It is certainly true that there is an interplay between the physics of size and the engineering and functional challenges associated with building and maintaining a larger organism. Gravity is an obvious problem. And so is the problem of producing and diffusing greater quantities of oxygen, energy and nutrients throughout a much larger system. However, like many other monolithic theories, the truth in this case probably lies somewhere in the middle. Increased functional capabilities and efficiencies are also necessary as prerequisites for increased size, and the question of which came first might be resolved by viewing the causal dynamics from a longitudinal perspective – as a process of reciprocal causation over time (see especially Laland 2011, 2013). It is an argument that goes back to Darwin himself in The Origin of Species.

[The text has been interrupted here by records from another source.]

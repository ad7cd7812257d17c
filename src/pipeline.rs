//! Synthesis orchestration for the four-stage flow-matching TTS model.
//!
//! A call runs: duration prediction, text encoding, `total_step` sequential
//! vector-estimation (denoising) steps over a noise latent, then vocoding.
//! Every stage call receives freshly built tensors it owns outright.

use crate::chunk::chunk_text;
use crate::config::{Config, SynthesisOptions};
use crate::engine::{take_output, InferenceEngine, Stage, TensorInputs};
use crate::error::{Result, TtsError};
use crate::latent::sample_noisy_latent;
use crate::normalize::{normalize, NormalizedText};
use crate::runtime::{item_len, SynthesisResult};
use crate::trace::SynthesisTrace;
use crate::vocab::SymbolTable;
use crate::voice::VoiceStyle;
use ndarray::{Array1, Array2, Array3, ArrayD, Ix3};
use rand::rngs::StdRng;
use rand::SeedableRng;
use std::time::Instant;
use tracing::{debug, info, warn};

/// Text used by [`TextToSpeech::warmup`].
const WARMUP_TEXT: &str = "Warm up.";

/// Raw output of one batched inference.
struct Inference {
    /// Vocoder output flattened across the batch, `batch * segment` samples.
    wav: Vec<f32>,
    /// Per-item duration in seconds, after speed scaling.
    duration: Vec<f32>,
}

/// A loaded synthesis session.
///
/// Owns the model configuration, the symbol table and the inference engine.
/// Create it once, reuse it for every request and drop it when done; nothing
/// is cached outside of it.
pub struct TextToSpeech {
    config: Config,
    symbols: SymbolTable,
    engine: Box<dyn InferenceEngine>,
}

impl TextToSpeech {
    /// Fails with `InvalidInput` if any size in `config` is zero.
    pub fn new(
        config: Config,
        symbols: SymbolTable,
        engine: impl InferenceEngine + 'static,
    ) -> Result<Self> {
        config.validate()?;
        Ok(Self {
            config,
            symbols,
            engine: Box::new(engine),
        })
    }

    pub fn config(&self) -> &Config {
        &self.config
    }

    pub fn symbols(&self) -> &SymbolTable {
        &self.symbols
    }

    pub fn sample_rate(&self) -> u32 {
        self.config.sample_rate()
    }

    /// Run one short single-step synthesis with the first voice of `style`,
    /// so the engine's lazy initialization is paid before real requests.
    pub fn warmup(&mut self, style: &VoiceStyle) -> Result<()> {
        let voice = style.select(0)?;
        let options = SynthesisOptions::default().with_total_step(1).with_seed(0);

        let start = Instant::now();
        self.synthesize_batch(&[WARMUP_TEXT], &voice, &options)?;
        info!(elapsed_ms = start.elapsed().as_millis() as u64, "Warmup finished");
        Ok(())
    }

    /// Synthesize one utterance per text, all in a single batched pass.
    ///
    /// Args:
    ///     texts: Raw texts, one per style row
    ///     style: Voice style with `batch_size == texts.len()`
    ///     options: Step count, speed and noise seed
    ///
    /// Returns:
    ///     The flat batch waveform and per-item durations
    pub fn synthesize_batch<S: AsRef<str>>(
        &mut self,
        texts: &[S],
        style: &VoiceStyle,
        options: &SynthesisOptions,
    ) -> Result<SynthesisResult> {
        let normalized = self.prepare_batch(texts, style, options)?;
        let mut rng = noise_rng(options.seed);
        let output = self.infer(&normalized, style, options, &mut rng, None)?;
        Ok(SynthesisResult::new(output.wav, output.duration, self.sample_rate()))
    }

    /// Same as [`Self::synthesize_batch`], also capturing intermediate tensors.
    pub fn synthesize_batch_traced<S: AsRef<str>>(
        &mut self,
        texts: &[S],
        style: &VoiceStyle,
        options: &SynthesisOptions,
    ) -> Result<(SynthesisResult, SynthesisTrace)> {
        let normalized = self.prepare_batch(texts, style, options)?;
        let mut rng = noise_rng(options.seed);
        let mut trace = SynthesisTrace::default();
        let output = self.infer(&normalized, style, options, &mut rng, Some(&mut trace))?;
        let result = SynthesisResult::new(output.wav, output.duration, self.sample_rate());
        Ok((result, trace))
    }

    /// Synthesize a single, possibly long, text with a one-voice style.
    ///
    /// The text is split into chunks of at most `options.max_chunk_len`
    /// characters. Chunks are synthesized in order, each trimmed to its
    /// predicted duration, and joined with `options.silence_duration` seconds
    /// of silence. The reported duration includes the silences.
    pub fn synthesize(
        &mut self,
        text: &str,
        style: &VoiceStyle,
        options: &SynthesisOptions,
    ) -> Result<SynthesisResult> {
        options.validate()?;
        if style.batch_size() != 1 {
            return Err(TtsError::UnsupportedBatch(style.batch_size()));
        }

        let mut chunks = Vec::new();
        for (index, chunk) in chunk_text(text, options.max_chunk_len).iter().enumerate() {
            let normalized = normalize(chunk);
            if normalized.is_empty() {
                warn!(chunk = index, "Skipping chunk with no speakable text");
                continue;
            }
            chunks.push(normalized);
        }
        if chunks.is_empty() {
            return Err(TtsError::invalid_input("text has no speakable content"));
        }

        let sample_rate = self.sample_rate();
        let silence_len = (options.silence_duration * sample_rate as f32).round() as usize;
        let mut rng = noise_rng(options.seed);
        let mut wav = Vec::new();
        let mut total_duration = 0.0f32;

        for (index, chunk) in chunks.iter().enumerate() {
            info!(
                chunk = index + 1,
                of = chunks.len(),
                chars = chunk.char_len(),
                "Synthesizing chunk"
            );
            let output = self.infer(std::slice::from_ref(chunk), style, options, &mut rng, None)?;
            let duration = output.duration[0];
            let len = item_len(duration, sample_rate).min(output.wav.len());

            if index > 0 {
                wav.resize(wav.len() + silence_len, 0.0);
                total_duration += options.silence_duration;
            }
            wav.extend_from_slice(&output.wav[..len]);
            total_duration += duration;
        }

        Ok(SynthesisResult::new(wav, vec![total_duration], sample_rate))
    }

    fn prepare_batch<S: AsRef<str>>(
        &self,
        texts: &[S],
        style: &VoiceStyle,
        options: &SynthesisOptions,
    ) -> Result<Vec<NormalizedText>> {
        options.validate()?;
        if texts.is_empty() {
            return Err(TtsError::invalid_input("at least one text is required"));
        }
        if texts.len() != style.batch_size() {
            return Err(TtsError::BatchMismatch {
                texts: texts.len(),
                styles: style.batch_size(),
            });
        }

        texts
            .iter()
            .enumerate()
            .map(|(index, text)| {
                let normalized = normalize(text.as_ref());
                if normalized.is_empty() {
                    Err(TtsError::invalid_input(format!(
                        "text {index} has no speakable content"
                    )))
                } else {
                    Ok(normalized)
                }
            })
            .collect()
    }

    fn infer(
        &mut self,
        texts: &[NormalizedText],
        style: &VoiceStyle,
        options: &SynthesisOptions,
        rng: &mut StdRng,
        trace: Option<&mut SynthesisTrace>,
    ) -> Result<Inference> {
        let batch = texts.len();
        let encoded = self.symbols.encode(texts)?;
        debug!(batch, text_len = encoded.ids.shape()[1], "Encoded text batch");

        // Duration prediction
        let raw_duration = self.run_stage(
            Stage::DurationPredictor,
            vec![
                ("text_ids", encoded.ids.clone().into()),
                ("style_dp", style.dp().clone().into()),
                ("text_mask", encoded.mask.clone().into()),
            ],
        )?;
        let duration = scale_durations(&raw_duration, batch, options.speed)?;

        // Text encoding
        let text_emb = self.run_stage(
            Stage::TextEncoder,
            vec![
                ("text_ids", encoded.ids.clone().into()),
                ("style_ttl", style.ttl().clone().into()),
                ("text_mask", encoded.mask.clone().into()),
            ],
        )?;
        let text_emb = into_batch3(Stage::TextEncoder, text_emb, batch)?;

        let state = sample_noisy_latent(&duration, &self.config, rng);
        if state.time_len() == 0 {
            return Err(TtsError::engine(format!(
                "predicted durations {duration:?} produce an empty latent"
            )));
        }
        debug!(shape = ?state.latent.shape(), "Sampled noisy latent");

        let initial_latent = trace.as_ref().map(|_| state.latent.clone());
        let latent_mask = state.mask;
        let mut latent = state.latent;
        let total_step = Array1::from_elem(batch, options.total_step as f32);

        // Denoising loop
        for step in 0..options.total_step {
            let expected = latent.shape().to_vec();
            let denoised = self.run_stage(
                Stage::VectorEstimator,
                vec![
                    ("noisy_latent", latent.into()),
                    ("text_emb", text_emb.clone().into()),
                    ("style_ttl", style.ttl().clone().into()),
                    ("latent_mask", latent_mask.clone().into()),
                    ("text_mask", encoded.mask.clone().into()),
                    ("current_step", Array1::from_elem(batch, step as f32).into()),
                    ("total_step", total_step.clone().into()),
                ],
            )?;
            latent = into_batch3(Stage::VectorEstimator, denoised, batch)?;
            if latent.shape() != expected.as_slice() {
                return Err(TtsError::engine(format!(
                    "{} step {step} returned shape {:?}, expected {:?}",
                    Stage::VectorEstimator,
                    latent.shape(),
                    expected
                )));
            }
        }

        // Vocoding
        let final_latent = trace.as_ref().map(|_| latent.clone());
        let wav = self.run_stage(Stage::Vocoder, vec![("latent", latent.into())])?;
        let wav = into_batch2(wav, batch)?;

        if let Some(trace) = trace {
            *trace = SynthesisTrace {
                text_ids: encoded.ids,
                text_mask: encoded.mask,
                duration: Array1::from_vec(duration.clone()),
                text_emb,
                initial_latent: initial_latent.unwrap_or_default(),
                latent_mask,
                final_latent: final_latent.unwrap_or_default(),
                wav: wav.clone(),
            };
        }

        Ok(Inference {
            wav: wav.iter().copied().collect(),
            duration,
        })
    }

    fn run_stage(&mut self, stage: Stage, inputs: TensorInputs) -> Result<ArrayD<f32>> {
        let start = Instant::now();
        let outputs = self.engine.run(stage, inputs)?;
        let output = take_output(stage, outputs)?;
        debug!(
            %stage,
            shape = ?output.shape(),
            elapsed_ms = start.elapsed().as_secs_f64() * 1000.0,
            "Stage finished"
        );
        Ok(output)
    }
}

fn noise_rng(seed: Option<u64>) -> StdRng {
    match seed {
        Some(seed) => StdRng::seed_from_u64(seed),
        None => StdRng::from_entropy(),
    }
}

/// Per-item durations in seconds divided by `speed`.
///
/// Negative predictions clamp to zero; non-finite ones are an engine fault.
fn scale_durations(raw: &ArrayD<f32>, batch: usize, speed: f32) -> Result<Vec<f32>> {
    if raw.len() != batch {
        return Err(TtsError::engine(format!(
            "{} returned {} values for a batch of {}",
            Stage::DurationPredictor,
            raw.len(),
            batch
        )));
    }
    raw.iter()
        .map(|&d| {
            if d.is_finite() {
                Ok(d.max(0.0) / speed)
            } else {
                Err(TtsError::engine(format!(
                    "{} returned a non-finite duration",
                    Stage::DurationPredictor
                )))
            }
        })
        .collect()
}

fn into_batch3(stage: Stage, array: ArrayD<f32>, batch: usize) -> Result<Array3<f32>> {
    let shape = array.shape().to_vec();
    let array = array.into_dimensionality::<Ix3>().map_err(|e| {
        TtsError::engine(format!("{stage} returned shape {shape:?}, expected 3 axes: {e}"))
    })?;
    if array.shape()[0] != batch {
        return Err(TtsError::engine(format!(
            "{stage} returned batch {}, expected {batch}",
            array.shape()[0]
        )));
    }
    Ok(array)
}

/// Vocoder output as `[batch, samples]`. A singleton channel axis is accepted.
fn into_batch2(array: ArrayD<f32>, batch: usize) -> Result<Array2<f32>> {
    let shape = array.shape().to_vec();
    let samples = match shape.as_slice() {
        [b, n] if *b == batch => *n,
        [b, 1, n] if *b == batch => *n,
        _ => {
            return Err(TtsError::engine(format!(
                "{} returned shape {shape:?} for a batch of {batch}",
                Stage::Vocoder
            )))
        }
    };
    array
        .into_shape_with_order((batch, samples))
        .map_err(|e| TtsError::engine(format!("{} output: {e}", Stage::Vocoder)))
}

But more important, Bonner’s hypothesis begs the question. Why have organisms grown larger over time? Why do we see a progression in evolutionary history from microscopic prokaryotes with their relatively simple internal division of labor to much larger, intricately organized and far more complex eukaryotes, then to multicellular organisms, and, finally, to organized societies composed of many individual organisms, sometimes numbering in the millions? The answer, in brief, is that size is not an end in itself. It arises because it confers various functional advantages – various synergies of scale. These may include such things as improved mobility, more effective food acquisition, more efficient and effective reproduction, and, not least, protection from predators.
10 A Classic Example
Consider, for example, the volvocines, a primitive order of aquatic green algae that form into tight-knit colonies resembling integrated organisms. One of the smallest of these colonies (Gonium) has only a handful of cells arranged in a disk, while the Volvox that give the volvocine line its name may have some 50–60,000 cells arranged in the shape of a hollow sphere that is visible to the naked eye. Each Volvox cell is independent, yet the colony-members collaborate closely. For instance, the entire colony is propelled by a thick outer coat of flagella that coordinate their exertions to keep the sphere moving and slowly spinning in the water – in other words, a synergy of scale.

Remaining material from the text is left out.